Business Bankruptcy

If a business is no longer viable and creditors compete for the best recovery, a Bankruptcy and/or Receivership will ensure an orderly liquidation.

The purpose of a bankruptcy is to provide a borrower, overburdened with debt, an opportunity to properly terminate a non-viable business. A business is defined as being insolvent when it can no longer pay its debts as they become due. Bankruptcy is a legal process administered under the Bankruptcy and Insolvency Act that provides the business with immediate protection against any further legal action by its unsecured creditors and provides a mechanism to liquidate the assets and provide a final accounting to the creditors.

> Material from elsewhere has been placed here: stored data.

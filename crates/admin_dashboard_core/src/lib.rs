pub mod auth;
pub mod domain;
pub mod guard;
pub mod pagination;
pub mod ports;
pub mod resource;
pub mod validation;

pub use auth::{AuthAction, AuthPhase, AuthState};
pub use domain::{
    AuthUser, Credentials, Product, ProductCategory, ProductDraft, Registration, Role, Session,
    User, UserStatus,
};
pub use guard::{guard, GuardDecision};
pub use pagination::{paginate, Page};
pub use ports::{AdminApi, PortError, PortResult};
pub use resource::{Applied, Entity, RequestKind, RequestSeq, ResourceAction, ResourceState};
pub use validation::FieldErrors;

A receivership is a process available to creditors secured against all (or substantially all) assets of a business. If the business defaults under the loan agreement, a receiver may be appointed to realize on the assets of a business. A receiver may temporarily operate the business to maximize realizations. The creditor can appoint a receiver if the loan agreement includes provisions for the appointment of a receiver (“private appointment”). In a private appointment, the receiver’s authority to realize on the assets is provided in the loan agreement. Alternatively, the creditor can apply to Court for an Order appointing a receiver (“Court appointment”). In a Court appointment, the receiver’s authority to realize on the assets is derived from the Order appointing the receiver. A Court appointment may be necessary if several creditors hold competing interests in the assets.